Malta: w listopadzie wielkie czyszczenie

W październiku rozpocznie się spuszczanie wody, a 19 listopada rozpoczną się prace konserwacyjne i modernizacyjne Malty. Będą kosztowały ponad milion złotych.

Na czyszczenie jest już najwyższy czas – poprzednie miało miejsce w 2008 roku, a planowo powinno się odbywac co 4 lata. Teraz ponownie należy z jeziora spuścić wodę, by na jego dno mógł wjechać specjalistyczny sprzęt, który oczyści je z namułu zebranego tam przez lata, a także ummocni i naprawi brzegi.

Spuszczanie wody trozpocznie się po ostatnich zawodach przewidzianych w tym sezonie, czyli około 30 października. Jednak ponieważ w Malcie mieści się około 2 milionów metrów sześciennych wody, to jej spuszczanie trochę potrwa. Wykonawca remontu dna jeziora i jego brzegów wybrany w przetargu będzie mógł tam wejść około 19 listopada.
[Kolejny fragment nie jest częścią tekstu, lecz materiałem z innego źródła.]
//! Note store trait definition.

use crate::error::StoreResult;
use crate::node::{NewNode, Node, NodeId};
use crate::transaction::Transaction;

/// A hierarchical note store.
///
/// Stores own the node tree. Consumers read nodes through the query
/// methods and change them only through [`NoteStore::apply`], which makes
/// every mutation of a [`Transaction`] visible together.
///
/// # Invariants
///
/// - `root_id` always resolves to an existing node without a parent
/// - `children` returns nodes in insertion order
/// - `apply` validates every referenced node before writing anything
/// - Stores must be `Send + Sync` for concurrent access
///
/// # Implementors
///
/// - [`super::MemoryStore`] - For testing and ephemeral trees
/// - [`super::FileStore`] - JSON snapshot persisted after every transaction
pub trait NoteStore: Send + Sync {
    /// Returns the ID of the store's top-level node.
    fn root_id(&self) -> NodeId;

    /// Gets a node by ID.
    fn get(&self, id: NodeId) -> StoreResult<Option<Node>>;

    /// Returns the children of a node in order.
    ///
    /// # Errors
    ///
    /// Returns `NodeNotFound` if the parent does not exist.
    fn children(&self, id: NodeId) -> StoreResult<Vec<Node>>;

    /// Finds the first node, in tree order, carrying the tag.
    fn find_by_tag(&self, key: &str) -> StoreResult<Option<Node>>;

    /// Finds the first node, in tree order, with exactly this title.
    ///
    /// The search covers the whole store. Prefer the scoped lookups when
    /// the caller knows which subtree it owns.
    fn find_by_title(&self, title: &str) -> StoreResult<Option<Node>>;

    /// Finds the first descendant of `ancestor` whose tag `key` equals `value`.
    ///
    /// The ancestor itself is not considered.
    fn find_in_subtree_by_tag(
        &self,
        ancestor: NodeId,
        key: &str,
        value: &str,
    ) -> StoreResult<Option<Node>>;

    /// Finds the first direct child of `parent` with exactly this title.
    fn find_child_by_title(&self, parent: NodeId, title: &str) -> StoreResult<Option<Node>>;

    /// Applies a transaction atomically.
    ///
    /// # Errors
    ///
    /// Returns `NodeNotFound` if any mutation references a node that neither
    /// exists nor is created earlier in the same transaction. In that case
    /// nothing is written.
    fn apply(&self, txn: Transaction) -> StoreResult<()>;

    /// Executes a function within a transaction.
    ///
    /// If the function returns `Ok`, the buffered mutations are applied.
    /// If it returns `Err`, they are discarded.
    fn transaction<F, T>(&self, f: F) -> StoreResult<T>
    where
        Self: Sized,
        F: FnOnce(&mut Transaction) -> StoreResult<T>,
    {
        let mut txn = Transaction::new();
        let value = f(&mut txn)?;
        if !txn.is_empty() {
            self.apply(txn)?;
        }
        Ok(value)
    }

    /// Creates a single node.
    fn create_node(&self, params: NewNode) -> StoreResult<NodeId> {
        let mut txn = Transaction::new();
        let id = txn.create_node(params);
        self.apply(txn)?;
        Ok(id)
    }

    /// Sets a valued tag on one node.
    fn set_tag(&self, node: NodeId, key: &str, value: &str) -> StoreResult<()> {
        let mut txn = Transaction::new();
        txn.set_tag(node, key, value);
        self.apply(txn)
    }

    /// Sets a relation on one node.
    fn set_relation(&self, node: NodeId, name: &str, target: NodeId) -> StoreResult<()> {
        let mut txn = Transaction::new();
        txn.set_relation(node, name, target);
        self.apply(txn)
    }

    /// Replaces the content of one node.
    fn set_content(&self, node: NodeId, content: &str) -> StoreResult<()> {
        let mut txn = Transaction::new();
        txn.set_content(node, content);
        self.apply(txn)
    }
}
Zanim jednak zacznie się remont, najpierw trzeba będzie… wyłowić wszystkie ryby. Wszystkie pójdą na sprzedaż. Później dno jeziora trzeba będzie posprzątać. Podczas każdego spuszczania wody sprzątający znajdują dosłownie tony śmieci: butelek, puszek, fragmentów karoserii, a nawet plastikowych toalet. Dopiero po ich usunięciu będzie można na poważnie zająć się przeglądem i remontem dna, brzegów oraz wszystkich urządzeń wodnych.

Remonty potrwają do wiosny, kiedy to zbiornik ponownie zostanie napełniony wodą i zarybiony.